This plan is a good fit if you want to prepare for an Ironman on a time-efficient schedule of 9 workouts per week, but you’re prepared to handle 9 fairly challenging workouts.
The Level 3 training plan features relatively short workouts during the week and all of the long ones crammed into the weekends. In the odd-numbered weeks you’ll do 3 swims, 3 rides, and 3 runs. In weeks 2, 6, and so forth, you will do a brick workout instead of a ride on Saturday, which effectively adds a fourth run to your schedule. In weeks 4, 8, and so forth, you will do a brick workout on Sunday instead of a run, which effectively adds a fourth ride to the schedule.
The plan is 24 weeks long, which is the optimal amount of specific preparation time for an Ironman. Each phase – base, build, and peak – is 8 weeks long. Every fourth week is a recovery week and the final 2 weeks constitute a tapering period. There are three optional tune-up races scheduled: a sprint in Week 12, and Olympic distance event in Week 16, and a half Ironman in Week 20.

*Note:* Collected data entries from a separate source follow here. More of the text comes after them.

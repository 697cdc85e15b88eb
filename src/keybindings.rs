// 全局快捷键管理
// 集中管理应用级别的快捷键绑定

use gpui::{actions, App, Entity, KeyBinding};

use crate::components::text_editor::{save_text_editor, TextEditorDialogState};

// 定义全局 actions
actions!(shelledit, [Quit, SaveFile, CloseEditor]);

/// 初始化全局快捷键
pub fn init(cx: &mut App, dialog: &Entity<TextEditorDialogState>) {
    #[cfg(target_os = "macos")]
    cx.bind_keys([
        // Cmd+Q 退出应用
        KeyBinding::new("cmd-q", Quit, None),
        // Cmd+S 保存
        KeyBinding::new("cmd-s", SaveFile, None),
        KeyBinding::new("escape", CloseEditor, None),
    ]);

    #[cfg(not(target_os = "macos"))]
    cx.bind_keys([
        // Ctrl+Q 退出应用 (Windows/Linux)
        KeyBinding::new("ctrl-q", Quit, None),
        // Ctrl+S 保存
        KeyBinding::new("ctrl-s", SaveFile, None),
        KeyBinding::new("escape", CloseEditor, None),
    ]);

    // 注册 action 处理器
    cx.on_action(|_: &Quit, cx| {
        cx.quit();
    });

    let dialog_save = dialog.clone();
    cx.on_action(move |_: &SaveFile, cx| {
        save_text_editor(dialog_save.clone(), cx);
    });

    let dialog_close = dialog.clone();
    cx.on_action(move |_: &CloseEditor, cx| {
        dialog_close.update(cx, |dialog, cx| {
            dialog.cancel();
            cx.notify();
        });
    });
}
use gpui::*;
use gpui_component::theme::{Theme, ThemeMode as GpuiThemeMode};
use std::rc::Rc;

use crate::models::settings::ThemeMode;

/// 根据设置切换明暗模式
pub fn apply_mode(mode: &ThemeMode, cx: &mut App) {
    match mode {
        ThemeMode::Light => Theme::change(GpuiThemeMode::Light, None, cx),
        ThemeMode::Dark => Theme::change(GpuiThemeMode::Dark, None, cx),
        ThemeMode::System => {} // 默认已跟随系统
    }
}

/// 初始化全局主题配置
/// 深色模式使用深蓝色风格
pub fn init(cx: &mut App) {
    let (mut dark_config, mut light_config) = {
        let theme = Theme::global(cx);
        ((*theme.dark_theme).clone(), (*theme.light_theme).clone())
    };

    // ================== Dark Mode Customization ==================
    // 主背景：深蓝色 #20293A
    dark_config.colors.background = Some("#20293A".into());
    // 对话框：稍亮的深蓝色 #283446
    dark_config.colors.popover = Some("#283446".into());
    dark_config.colors.muted_foreground = Some("#94a3b8".into()); // slate-400
    // 输入框与边框
    dark_config.colors.input = Some("#475569".into());
    dark_config.colors.border = Some("#4a5c72".into());

    dark_config.colors.primary = Some("#3b82f6".into()); // Blue 500
    dark_config.colors.primary_hover = Some("#2563eb".into()); // Blue 600
    dark_config.colors.primary_foreground = Some("#ffffff".into());
    dark_config.colors.secondary = Some("#334155".into()); // Slate 700
    dark_config.colors.secondary_hover = Some("#475569".into()); // Slate 600
    dark_config.colors.secondary_foreground = Some("#ffffff".into());

    // ================== Light Mode Customization ==================
    light_config.colors.primary = Some("#3b82f6".into());
    light_config.colors.primary_hover = Some("#2563eb".into());
    light_config.colors.primary_foreground = Some("#ffffff".into());
    light_config.colors.secondary = Some("#f1f5f9".into()); // Slate 100
    light_config.colors.secondary_hover = Some("#e2e8f0".into()); // Slate 200
    light_config.colors.secondary_foreground = Some("#0f172a".into()); // Slate 900

    let theme = Theme::global_mut(cx);
    theme.dark_theme = Rc::new(dark_config);
    theme.light_theme = Rc::new(light_config);

    if theme.mode.is_dark() {
        theme.apply_config(&theme.dark_theme.clone());
    } else {
        theme.apply_config(&theme.light_theme.clone());
    }
}
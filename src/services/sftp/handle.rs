// SFTP 句柄与句柄工厂

use std::path::Path;
use std::sync::Arc;

use async_trait::async_trait;

use super::error::SftpError;

/// 已连接的 SFTP 句柄
#[async_trait]
pub trait RemoteFileHandle: Send + Sync {
    /// 远程文件大小（字节）
    async fn file_size(&self, remote_path: &str) -> Result<u64, SftpError>;

    /// 下载远程文件到本地，返回字节数
    async fn download(
        &self,
        remote_path: &str,
        local_path: &Path,
        mode: Option<u32>,
    ) -> Result<u64, SftpError>;

    /// 上传本地文件覆盖远程文件，返回字节数
    async fn upload(
        &self,
        local_path: &Path,
        remote_path: &str,
        mode: Option<u32>,
    ) -> Result<u64, SftpError>;

    /// 将文本写入远程文件
    async fn write_file(
        &self,
        remote_path: &str,
        content: &str,
        mode: Option<u32>,
    ) -> Result<bool, SftpError>;
}

/// SFTP 句柄工厂
#[async_trait]
pub trait SftpConnector: Send + Sync {
    /// 获取（必要时建立）SFTP 句柄
    async fn connect(&self) -> Result<Arc<dyn RemoteFileHandle>, SftpError>;
}
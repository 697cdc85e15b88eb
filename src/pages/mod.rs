// 页面模块

pub mod editor;

pub use editor::EditorPage;
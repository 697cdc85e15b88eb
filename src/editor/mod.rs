// 文本编辑对话框核心（不依赖 UI 框架）

pub mod controller;
pub mod error;
pub mod form;
pub mod reporter;


pub use controller::{
    coalesce_watch_events, EditPhase, EditorCallbacks, EditorOptions, EditorServices, LoadTask, SubmitStep,
    TextEditorController, TextEditorProps, UploadTask, WriteTask,
};
pub use error::{EditorError, EditorErrorKind};
pub use form::{EditorForm, FieldRule, TEXT_FIELD};
pub use reporter::{ChannelReporter, ErrorReporter, TracingReporter};
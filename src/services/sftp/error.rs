// SFTP 错误类型定义

use thiserror::Error;

use crate::ssh::SshError;

/// SFTP 错误类型
#[derive(Debug, Error)]
pub enum SftpError {
    /// SSH 连接层错误
    #[error("SSH error: {0}")]
    Ssh(#[from] SshError),

    /// SFTP 协议 / 远程文件操作错误
    #[error("SFTP error: {0}")]
    Protocol(String),

    /// 本地文件 IO 错误
    #[error("Local IO error: {0}")]
    LocalIo(#[from] std::io::Error),
}
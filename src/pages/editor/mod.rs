mod page;

pub use page::EditorPage;
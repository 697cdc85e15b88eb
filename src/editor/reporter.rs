// 错误上报：编辑器不在本地处理错误，统一交给注入的上报器

use tokio::sync::mpsc::{self, UnboundedReceiver, UnboundedSender};
use tracing::error;

use super::error::EditorError;

/// 错误上报器
pub trait ErrorReporter: Send + Sync {
    fn report(&self, error: &EditorError);
}

/// 仅写日志
#[derive(Debug, Default, Clone, Copy)]
pub struct TracingReporter;

impl ErrorReporter for TracingReporter {
    fn report(&self, error: &EditorError) {
        error!("[Editor] {:?} error: {}", error.kind(), error);
    }
}

/// 写日志并把错误信息转发给 UI（用于弹出通知）
#[derive(Debug, Clone)]
pub struct ChannelReporter {
    log: TracingReporter,
    sender: UnboundedSender<String>,
}

impl ChannelReporter {
    pub fn new() -> (Self, UnboundedReceiver<String>) {
        let (sender, receiver) = mpsc::unbounded_channel();
        (
            Self {
                log: TracingReporter,
                sender,
            },
            receiver,
        )
    }
}

impl ErrorReporter for ChannelReporter {
    fn report(&self, error: &EditorError) {
        self.log.report(error);
        let _ = self.sender.send(error.to_string());
    }
}

#[cfg(test)]
mod tests {
    use super::*;

    #[test]
    fn test_channel_reporter_forwards_message() {
        let (reporter, mut receiver) = ChannelReporter::new();
        reporter.report(&EditorError::WriteRejected {
            path: "/etc/hosts".to_string(),
        });
        assert_eq!(
            receiver.try_recv().unwrap(),
            "Write to /etc/hosts was not accepted"
        );
    }

    #[test]
    fn test_tracing_reporter_as_trait_object() {
        let reporter: Box<dyn ErrorReporter> = Box::new(TracingReporter);
        reporter.report(&EditorError::TooLarge {
            path: "/var/log/big.log".to_string(),
            size: 2048,
            limit: 1024,
        });
    }

    #[test]
    fn test_channel_reporter_survives_dropped_receiver() {
        let (reporter, receiver) = ChannelReporter::new();
        drop(receiver);
        reporter.report(&EditorError::WriteRejected {
            path: "/a".to_string(),
        });
    }
}
// EditorPage 编辑器窗口根视图

use gpui::*;
use gpui_component::notification::{Notification, NotificationType};
use gpui_component::{ActiveTheme, Root, WindowExt};
use tokio::sync::mpsc::UnboundedReceiver;
use tracing::info;

use crate::components::text_editor::{
    open_text_editor, render_text_editor_overlay, TextEditorDialogState,
};

/// 编辑器窗口：承载对话框，对话框关闭后退出应用
pub struct EditorPage {
    dialog: Entity<TextEditorDialogState>,
    _dialog_observer: Subscription,
}

impl EditorPage {
    pub fn new(
        dialog: Entity<TextEditorDialogState>,
        errors: UnboundedReceiver<String>,
        cx: &mut Context<Self>,
    ) -> Self {
        let dialog_observer = cx.observe(&dialog, |_, dialog, cx| {
            if !dialog.read(cx).is_open() {
                info!("[App] Editor dialog closed, quitting");
                cx.quit();
            }
        });

        start_error_notifications(errors, cx);
        open_text_editor(dialog.clone(), cx);

        Self {
            dialog,
            _dialog_observer: dialog_observer,
        }
    }
}

/// 把上报的错误转成窗口通知
fn start_error_notifications(mut errors: UnboundedReceiver<String>, cx: &mut App) {
    cx.spawn(async move |async_cx| {
        while let Some(message) = errors.recv().await {
            let _ = async_cx.update(|cx| {
                if let Some(window) = cx.active_window() {
                    let _ = cx.update_window(window, |_, window, cx| {
                        let notification = Notification::new()
                            .message(message)
                            .with_type(NotificationType::Error)
                            .w_80()
                            .py_2();
                        window.push_notification(notification, cx);
                    });
                }
            });
        }
    })
    .detach();
}

impl Render for EditorPage {
    fn render(&mut self, window: &mut Window, cx: &mut Context<Self>) -> impl IntoElement {
        self.dialog
            .update(cx, |dialog, cx| dialog.ensure_input_created(window, cx));

        let is_open = self.dialog.read(cx).is_open();
        let notification_layer = Root::render_notification_layer(window, cx);
        let overlay = is_open.then(|| render_text_editor_overlay(self.dialog.clone(), cx));

        div()
            .size_full()
            .relative()
            .bg(cx.theme().background)
            .children(overlay)
            .children(notification_layer)
    }
}
// SSH 客户端 Handler 实现
// 实现 russh::client::Handler trait

use russh::keys::PublicKey;
use std::future::Future;
use std::path::PathBuf;
use tracing::{info, warn};

use super::error::SshError;

/// SSH 客户端 Handler
/// 按 known_hosts 校验服务器公钥
pub struct SshClientHandler {
    host: String,
    port: u16,
    known_hosts_path: Option<PathBuf>,
    accept_new: bool,
}

impl SshClientHandler {
    /// 创建新的 Handler
    pub fn new(host: String, port: u16, known_hosts_path: Option<PathBuf>, accept_new: bool) -> Self {
        Self {
            host,
            port,
            known_hosts_path,
            accept_new,
        }
    }

    fn verify(&self, server_public_key: &PublicKey) -> Result<bool, SshError> {
        let fingerprint = server_public_key.fingerprint(russh::keys::ssh_key::HashAlg::Sha256);
        info!(
            "[SSH] Server key {} fingerprint: {}",
            server_public_key.algorithm(),
            fingerprint
        );

        let Some(path) = &self.known_hosts_path else {
            warn!("[SSH] No known_hosts path configured, accepting key");
            return Ok(true);
        };

        let known = if path.exists() {
            russh::keys::known_hosts::check_known_hosts_path(
                &self.host,
                self.port,
                server_public_key,
                path,
            )
            .map_err(|e| {
                SshError::HostKey(format!("{}:{} ({}): {}", self.host, self.port, fingerprint, e))
            })?
        } else {
            false
        };

        if known {
            return Ok(true);
        }

        if !self.accept_new {
            return Err(SshError::HostKey(format!(
                "Unknown host key for {}:{} ({})",
                self.host, self.port, fingerprint
            )));
        }

        warn!(
            "[SSH] Adding new host key for {}:{} to {:?}",
            self.host, self.port, path
        );
        if let Some(parent) = path.parent() {
            std::fs::create_dir_all(parent)?;
        }
        russh::keys::known_hosts::learn_known_hosts_path(
            &self.host,
            self.port,
            server_public_key,
            path,
        )?;
        Ok(true)
    }
}

impl russh::client::Handler for SshClientHandler {
    type Error = SshError;

    /// 检查服务器公钥
    fn check_server_key(
        &mut self,
        server_public_key: &PublicKey,
    ) -> impl Future<Output = Result<bool, Self::Error>> + Send {
        let result = self.verify(server_public_key);
        async move { result }
    }
}
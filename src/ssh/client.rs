// SSH 客户端核心实现

use std::net::ToSocketAddrs;
use std::path::Path;
use std::sync::Arc;
use std::time::Duration;

use russh::client::Handle;
use tokio::net::TcpStream;
use tokio::time::timeout;
use tracing::{debug, info};

use super::config::{AuthMethod, SshConfig};
use super::error::SshError;
use super::handler::SshClientHandler;
use super::session::SshSession;

/// SSH 客户端
/// 负责建立 SSH 连接并返回 SshSession
pub struct SshClient {
    /// 连接配置
    config: SshConfig,
}

impl SshClient {
    /// 创建新的 SSH 客户端
    pub fn new(config: SshConfig) -> Self {
        Self { config }
    }

    /// 执行连接（异步）
    /// 返回 SshSession 用于后续操作
    pub async fn connect(&self, session_id: String) -> Result<SshSession, SshError> {
        info!(
            "[SSH] Connecting to {}@{}:{}",
            self.config.username, self.config.host, self.config.port
        );

        if self.config.host.is_empty() {
            return Err(SshError::Config("Host is empty".to_string()));
        }

        // 解析地址
        let addr = format!("{}:{}", self.config.host, self.config.port);
        let socket_addr = addr
            .to_socket_addrs()
            .map_err(|e| SshError::Config(format!("Failed to resolve address: {}", e)))?
            .next()
            .ok_or_else(|| SshError::Config("No valid address found".to_string()))?;

        // TCP 连接
        let connect_timeout = Duration::from_secs(self.config.connect_timeout);
        let tcp_stream = timeout(connect_timeout, TcpStream::connect(socket_addr))
            .await
            .map_err(|_| SshError::Timeout(self.config.connect_timeout))?
            .map_err(SshError::Io)?;

        debug!("[SSH] TCP connection established to {}", socket_addr);

        // SSH 握手
        let russh_config = Arc::new(self.config.to_russh_config());
        let handler = SshClientHandler::new(
            self.config.host.clone(),
            self.config.port,
            self.config.known_hosts_path.clone(),
            self.config.accept_new_host_keys,
        );

        let mut handle = timeout(
            connect_timeout,
            russh::client::connect_stream(russh_config, tcp_stream, handler),
        )
        .await
        .map_err(|_| SshError::Timeout(self.config.connect_timeout))??;

        debug!("[SSH] Handshake completed");

        // 认证
        self.authenticate(&mut handle).await?;

        info!(
            "[SSH] Authenticated as '{}' on {}",
            self.config.username, self.config.host
        );

        Ok(SshSession::new(
            session_id,
            Arc::new(handle),
            self.config.host.clone(),
            self.config.username.clone(),
        ))
    }

    /// 执行认证
    async fn authenticate(&self, handle: &mut Handle<SshClientHandler>) -> Result<(), SshError> {
        use russh::client::AuthResult;

        let auth_result = match &self.config.auth {
            AuthMethod::Password(password) => {
                debug!("[SSH] Using password authentication");
                handle
                    .authenticate_password(&self.config.username, password)
                    .await
                    .map_err(SshError::from)?
            }
            AuthMethod::PublicKey {
                key_path,
                passphrase,
            } => {
                debug!("[SSH] Using public key authentication: {:?}", key_path);

                let key = load_private_key(key_path, passphrase.as_deref()).await?;

                let key_with_alg = russh::keys::PrivateKeyWithHashAlg::new(
                    Arc::new(key),
                    None, // Use default hash algorithm
                );

                handle
                    .authenticate_publickey(&self.config.username, key_with_alg)
                    .await
                    .map_err(SshError::from)?
            }
        };

        match auth_result {
            AuthResult::Success => Ok(()),
            AuthResult::Failure {
                remaining_methods,
                partial_success,
            } => {
                if partial_success {
                    return Err(SshError::Auth(
                        "Partial authentication - additional auth required".to_string(),
                    ));
                }
                Err(SshError::Auth(format!(
                    "Authentication rejected. Server suggests: {:?}",
                    remaining_methods
                )))
            }
        }
    }
}

/// 加载私钥文件
async fn load_private_key(
    key_path: &Path,
    passphrase: Option<&str>,
) -> Result<russh::keys::PrivateKey, SshError> {
    debug!("[SSH] Loading private key from {:?}", key_path);

    let key_data = tokio::fs::read(key_path)
        .await
        .map_err(|e| SshError::Key(format!("Failed to read key file: {}", e)))?;

    russh::keys::decode_secret_key(&String::from_utf8_lossy(&key_data), passphrase)
        .map_err(|e| SshError::Key(format!("Failed to decode key: {}", e)))
}
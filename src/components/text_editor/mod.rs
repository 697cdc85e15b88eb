// 文本编辑对话框

mod dialog;
mod state;

pub use dialog::render_text_editor_overlay;
pub use state::{open_text_editor, save_text_editor, TextEditorDialogState};
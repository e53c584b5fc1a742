use clap::Parser;
use image_scrubber::args::Args;
use image_scrubber::processor::Processor;
use image_scrubber::scrubber::ensure_codecs_available;
use std::process::ExitCode;

/// Exit status when the image codecs this tool relies on are missing
const EXIT_CODEC_UNAVAILABLE: u8 = 3;

fn main() -> ExitCode {
    env_logger::Builder::from_env(env_logger::Env::default().default_filter_or("warn")).init();

    let args = Args::parse();

    if let Err(e) = ensure_codecs_available() {
        eprintln!("✗ Error: {:#}", anyhow::Error::new(e));
        eprintln!("  Rebuild with the image crate's jpeg and png features enabled.");
        return ExitCode::from(EXIT_CODEC_UNAVAILABLE);
    }

    let mut processor = Processor::new(args.directories());
    let summary = processor.run();

    ExitCode::from(summary.exit_status())
}
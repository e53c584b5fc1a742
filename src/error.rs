use image::{ColorType, ImageError, ImageFormat};
use std::io;
use std::path::PathBuf;
use thiserror::Error;

/// Reasons a single image could not be scrubbed
#[derive(Debug, Error)]
pub enum ScrubError {
    #[error("failed to open {}", path.display())]
    Open {
        path: PathBuf,
        #[source]
        source: io::Error,
    },

    #[error("could not determine image format")]
    UnknownFormat,

    #[error("failed to decode image")]
    Decode(#[source] ImageError),

    #[error("unsupported pixel layout {0:?}")]
    UnsupportedLayout(ColorType),

    #[error("failed to encode {format:?} image")]
    Encode {
        format: ImageFormat,
        #[source]
        source: ImageError,
    },

    #[error("failed to write scrubbed image")]
    Write(#[source] io::Error),

    #[error("failed to read EXIF metadata: {0}")]
    Exif(String),

    #[error("EXIF metadata still present after re-encode ({0} fields)")]
    ResidualMetadata(usize),

    #[error("{0:?} codec is not available in this build")]
    CodecUnavailable(ImageFormat),
}
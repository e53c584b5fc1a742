#![allow(dead_code)]

use exif::experimental::Writer;
use exif::{Field, In, Rational, Tag, Value};
use image::codecs::jpeg::JpegEncoder;
use image::{DynamicImage, Rgb, RgbImage};
use std::fs::{self, File};
use std::io::{BufReader, BufWriter, Cursor};
use std::path::Path;

/// TIFF-structured EXIF block with camera and GPS tags
pub fn gps_exif_block() -> Vec<u8> {
    let make = Field {
        tag: Tag::Make,
        ifd_num: In::PRIMARY,
        value: Value::Ascii(vec![b"TestCam".to_vec()]),
    };
    let lat_ref = Field {
        tag: Tag::GPSLatitudeRef,
        ifd_num: In::PRIMARY,
        value: Value::Ascii(vec![b"N".to_vec()]),
    };
    let lat = Field {
        tag: Tag::GPSLatitude,
        ifd_num: In::PRIMARY,
        value: Value::Rational(vec![
            Rational { num: 51, denom: 1 },
            Rational { num: 30, denom: 1 },
            Rational { num: 26, denom: 1 },
        ]),
    };
    let lon_ref = Field {
        tag: Tag::GPSLongitudeRef,
        ifd_num: In::PRIMARY,
        value: Value::Ascii(vec![b"W".to_vec()]),
    };
    let lon = Field {
        tag: Tag::GPSLongitude,
        ifd_num: In::PRIMARY,
        value: Value::Rational(vec![
            Rational { num: 0, denom: 1 },
            Rational { num: 7, denom: 1 },
            Rational { num: 39, denom: 1 },
        ]),
    };

    let mut writer = Writer::new();
    writer.push_field(&make);
    writer.push_field(&lat_ref);
    writer.push_field(&lat);
    writer.push_field(&lon_ref);
    writer.push_field(&lon);

    let mut buf = Cursor::new(Vec::new());
    writer.write(&mut buf, false).unwrap();
    buf.into_inner()
}

pub fn sample_rgb(width: u32, height: u32) -> RgbImage {
    RgbImage::from_fn(width, height, |x, y| {
        Rgb([(x * 255 / width) as u8, (y * 255 / height) as u8, 128])
    })
}

/// Markers carried in the non-EXIF metadata fixtures
pub const XMP_TOKEN: &[u8] = b"xmp-secret-location";
pub const IPTC_TOKEN: &[u8] = b"iptc-secret-city";
pub const COMMENT_TOKEN: &[u8] = b"com-secret-note";
pub const ITXT_TOKEN: &str = "itxt-secret-owner";

pub fn encode_jpeg(width: u32, height: u32) -> Vec<u8> {
    let mut jpeg = Vec::new();
    DynamicImage::ImageRgb8(sample_rgb(width, height))
        .write_with_encoder(JpegEncoder::new_with_quality(&mut jpeg, 90))
        .unwrap();
    jpeg
}

/// Insert marker segments right after SOI
pub fn splice_segments(jpeg: &[u8], segments: &[(u8, Vec<u8>)]) -> Vec<u8> {
    let mut out = Vec::with_capacity(jpeg.len() + 1024);
    out.extend_from_slice(&jpeg[..2]);
    for (marker, payload) in segments {
        let segment_len = u16::try_from(2 + payload.len()).unwrap();
        out.extend_from_slice(&[0xFF, *marker]);
        out.extend_from_slice(&segment_len.to_be_bytes());
        out.extend_from_slice(payload);
    }
    out.extend_from_slice(&jpeg[2..]);
    out
}

/// Write a JPEG carrying an APP1 EXIF segment with GPS coordinates
pub fn write_jpeg_with_gps(path: &Path, width: u32, height: u32) {
    let mut app1 = b"Exif\0\0".to_vec();
    app1.extend_from_slice(&gps_exif_block());

    let out = splice_segments(&encode_jpeg(width, height), &[(0xE1, app1)]);
    fs::write(path, out).unwrap();
}

/// Write a JPEG with XMP (APP1), Photoshop IPTC (APP13) and COM segments
pub fn write_jpeg_with_xmp_iptc_comment(path: &Path, width: u32, height: u32) {
    let mut xmp = b"http://ns.adobe.com/xap/1.0/\0".to_vec();
    xmp.extend_from_slice(b"<x:xmpmeta xmlns:x=\"adobe:ns:meta/\"><rdf:RDF>");
    xmp.extend_from_slice(b"<rdf:Description exif:GPSLatitude=\"");
    xmp.extend_from_slice(XMP_TOKEN);
    xmp.extend_from_slice(b"\"/></rdf:RDF></x:xmpmeta>");

    // IPTC dataset 2:90 (City) inside an 8BIM resource 0x0404
    let mut iptc = vec![0x1C, 0x02, 0x5A];
    iptc.extend_from_slice(&u16::try_from(IPTC_TOKEN.len()).unwrap().to_be_bytes());
    iptc.extend_from_slice(IPTC_TOKEN);
    if iptc.len() % 2 == 1 {
        iptc.push(0);
    }
    let mut app13 = b"Photoshop 3.0\0".to_vec();
    app13.extend_from_slice(b"8BIM");
    app13.extend_from_slice(&[0x04, 0x04, 0x00, 0x00]);
    app13.extend_from_slice(&u32::try_from(iptc.len()).unwrap().to_be_bytes());
    app13.extend_from_slice(&iptc);

    let out = splice_segments(
        &encode_jpeg(width, height),
        &[(0xE1, xmp), (0xED, app13), (0xFE, COMMENT_TOKEN.to_vec())],
    );
    fs::write(path, out).unwrap();
}

pub fn contains_bytes(haystack: &[u8], needle: &[u8]) -> bool {
    haystack.windows(needle.len()).any(|w| w == needle)
}

/// Write an RGBA PNG with tEXt, zTXt and iTXt chunks
pub fn write_png_with_text(path: &Path, width: u32, height: u32) {
    let file = File::create(path).unwrap();
    let mut encoder = png::Encoder::new(BufWriter::new(file), width, height);
    encoder.set_color(png::ColorType::Rgba);
    encoder.set_depth(png::BitDepth::Eight);
    encoder
        .add_text_chunk("Comment".to_string(), "taken at 51.5074N 0.1278W".to_string())
        .unwrap();
    encoder
        .add_ztxt_chunk("Location".to_string(), "51.5074N 0.1278W".to_string())
        .unwrap();
    encoder
        .add_itxt_chunk("Author".to_string(), ITXT_TOKEN.to_string())
        .unwrap();

    let data: Vec<u8> = (0..width * height)
        .flat_map(|i| [(i % 256) as u8, (i / 7 % 256) as u8, 42, 255])
        .collect();

    let mut writer = encoder.write_header().unwrap();
    writer.write_image_data(&data).unwrap();
    writer.finish().unwrap();
}

/// Number of tEXt, zTXt and iTXt chunks a PNG carries
pub fn png_text_chunks(path: &Path) -> usize {
    let decoder = png::Decoder::new(BufReader::new(File::open(path).unwrap()));
    let reader = decoder.read_info().unwrap();
    let info = reader.info();
    info.uncompressed_latin1_text.len()
        + info.compressed_latin1_text.len()
        + info.utf8_text.len()
}

pub fn has_gps(path: &Path) -> bool {
    let mut reader = BufReader::new(File::open(path).unwrap());
    match exif::Reader::new().read_from_container(&mut reader) {
        Ok(exif) => exif.get_field(Tag::GPSLatitude, In::PRIMARY).is_some(),
        Err(_) => false,
    }
}

pub fn exif_field_count(path: &Path) -> usize {
    let mut reader = BufReader::new(File::open(path).unwrap());
    match exif::Reader::new().read_from_container(&mut reader) {
        Ok(exif) => exif.fields().count(),
        Err(_) => 0,
    }
}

The Level 3 plan begins with 4,900 yard of swimming, 3 hours and 30 minutes of cycling, and 2 hours and 11 minutes of running in Week 1. It peaks with 9,600 yards of swimming, 10 hours and 20 minutes of cycling, and 2 hours and 54 minutes of running in Week 22. (Note that, including the brick workout, this is a week with 4 rides and 3 runs, so the total cycling time is higher and the running time lower than in weeks 21 and 23.)